The Courier-Journal also reported that some Kentucky churches insisted on holding in-person Easter services despite an order from Gov. Andy Beshear (D) limiting gatherings to a maximum of 10 people. In one case, state troopers visited the Marysville Baptist Church and left notices on the windshields of cars, asking attendees to self-quarantine for 14 days.
* Jerry Falwell Jr., who has received a barrage of criticism over his decision to partially reopen Liberty University in Lynchburg, Va., is trying to have two news media professionals who covered the matter arrested. Falwell swore out warrants for criminal trespass against a freelance photographer for The New York Times and a reporter for ProPublica. The Washington Post this morning likened Falwell to authoritarian strongmen in countries like China, Turkey, Saudi Arabia and Egypt, where freedom of the press is routinely violated.
* Controversial Louisiana Pastor Tony Spell went ahead with plans to hold a large service on Easter. Spell, whose congregation is near Baton Rouge, claims that more than 1,300 people attended. Other reports put the number at a much lower 300.
* Much of the reporting about houses of worship that are violating “do-not-gather” orders has focused on conservative Christian churches that are openly defying the directives. But in New York, there have been several complaints about social distancing being ignored in ultra-Orthodox Hasidic Jewish facilities. The New York Times recently reported about efforts to bring these enclaves into compliance.
* A U.S. Department of Justice official tweeted on Saturday that the department is “monitoring govt. regulation of religious services” and will take some sort of action this week to address the issue.

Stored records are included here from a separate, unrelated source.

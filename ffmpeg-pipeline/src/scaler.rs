use ffmpeg_next::format::Pixel;
use ffmpeg_next::software::scaling::Context;
use ffmpeg_next::software::scaling::flag::Flags;

use crate::error::{Error, Result};
use crate::frame::{Frame, bytes_per_pixel};

#[derive(Debug, Clone, Copy, PartialEq, Eq)]
struct ConversionKey {
    source: Pixel,
    width: u32,
    height: u32,
    target: Pixel,
}

struct Scaler {
    key: ConversionKey,
    context: Context,
    source: ffmpeg_next::frame::Video,
    output: ffmpeg_next::frame::Video,
}

impl Scaler {
    fn new(key: ConversionKey) -> Result<Self> {
        let context = Context::get(
            key.source,
            key.width,
            key.height,
            key.target,
            key.width,
            key.height,
            Flags::BICUBIC,
        )
        .map_err(|e| {
            Error::resource(format!(
                "cannot create conversion context {:?} -> {:?} ({}x{}): {}",
                key.source, key.target, key.width, key.height, e
            ))
        })?;

        Ok(Self {
            key,
            context,
            source: ffmpeg_next::frame::Video::new(key.source, key.width, key.height),
            output: ffmpeg_next::frame::Video::new(key.target, key.width, key.height),
        })
    }

    fn load(&mut self, data: &[u8], bpp: usize) {
        let row = self.key.width as usize * bpp;
        let stride = self.source.stride(0);
        let plane = self.source.data_mut(0);
        for (y, src) in data
            .chunks_exact(row)
            .take(self.key.height as usize)
            .enumerate()
        {
            let offset = y * stride;
            plane[offset..offset + row].copy_from_slice(src);
        }
    }

    fn run(&mut self) -> Result<()> {
        // The encoder may still reference the previous picture's buffers.
        let ret = unsafe { ffmpeg_next::ffi::av_frame_make_writable(self.output.as_mut_ptr()) };
        if ret < 0 {
            return Err(Error::resource(format!(
                "cannot allocate planar frame: {}",
                ffmpeg_next::Error::from(ret)
            )));
        }
        self.context
            .run(&self.source, &mut self.output)
            .map_err(|e| Error::resource(format!("color conversion failed: {}", e)))
    }
}

unsafe impl Send for Scaler {}

/// Packed to planar conversion. The conversion context is created on first
/// use and then fixed: a frame with different geometry or format is a
/// configuration error, not a reason to rebuild it.
#[derive(Default)]
pub struct ColorSpaceConverter {
    scaler: Option<Scaler>,
}

impl ColorSpaceConverter {
    pub fn new() -> Self {
        Self { scaler: None }
    }

    /// Converts `frame` into `target` at `width`x`height`. The returned
    /// buffer belongs to the converter and is overwritten by the next call.
    pub fn convert(
        &mut self,
        frame: &Frame,
        target: Pixel,
        width: u32,
        height: u32,
    ) -> Result<&mut ffmpeg_next::frame::Video> {
        if frame.width() != width || frame.height() != height {
            return Err(Error::configuration(format!(
                "frame is {}x{}, stream is {}x{}",
                frame.width(),
                frame.height(),
                width,
                height
            )));
        }
        let bpp = bytes_per_pixel(frame.format()).ok_or_else(|| {
            Error::configuration(format!("unsupported source format {:?}", frame.format()))
        })?;
        let required = width as usize * height as usize * bpp;
        if frame.data().len() < required {
            return Err(Error::configuration(format!(
                "frame buffer holds {} bytes, {}x{} {:?} needs {}",
                frame.data().len(),
                width,
                height,
                frame.format(),
                required
            )));
        }

        let key = ConversionKey {
            source: frame.format(),
            width,
            height,
            target,
        };
        let scaler = match self.scaler.take() {
            Some(scaler) if scaler.key != key => {
                let err = Error::configuration(format!(
                    "conversion context is fixed to {:?}, got {:?}",
                    scaler.key, key
                ));
                self.scaler = Some(scaler);
                return Err(err);
            }
            Some(scaler) => scaler,
            None => {
                log::debug!(
                    "creating conversion context {:?} -> {:?} ({}x{})",
                    key.source,
                    key.target,
                    width,
                    height
                );
                Scaler::new(key)?
            }
        };
        let scaler = self.scaler.insert(scaler);

        scaler.load(frame.data(), bpp);
        scaler.run()?;
        Ok(&mut scaler.output)
    }

    pub fn is_initialized(&self) -> bool {
        self.scaler.is_some()
    }

    /// Frees the conversion context and its buffers.
    pub fn release(&mut self) {
        self.scaler = None;
    }
}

In a recent interview with Fox News Channel, Attorney General William Bar called some of the efforts to contain the virus “draconian.”
* Lastly, Americans United President and CEO Rachel Laser addressed some of the church-state issues raised by the pandemic in a Religion News Service column that was published Friday. She argues that government has a right to enforce rules that limit gatherings for religious and secular groups alike and warns that the pandemic should not become an excuse to direct taxpayer money to houses of worship.
“As our nation and world continue to grapple with the COVID-19 crisis in the weeks ahead, we face fear and anxiety about the health and safety of our family and friends and, for many, the loss of jobs and income,” Laser wrote. “But in the midst of dizzying uncertainty and challenge, now is the time to lean into that which we hold most dear: our loved ones, our faith and moral codes, the capacity for human compassion and the constitutional principles on which our country stands. United in these core values, we can overcome this crisis together in spirit, even if not in person.”
Americans United is monitoring developments closely and working to ensure that church-state separation continues to receive a vigorous defense during these challenging times. We appreciate your support.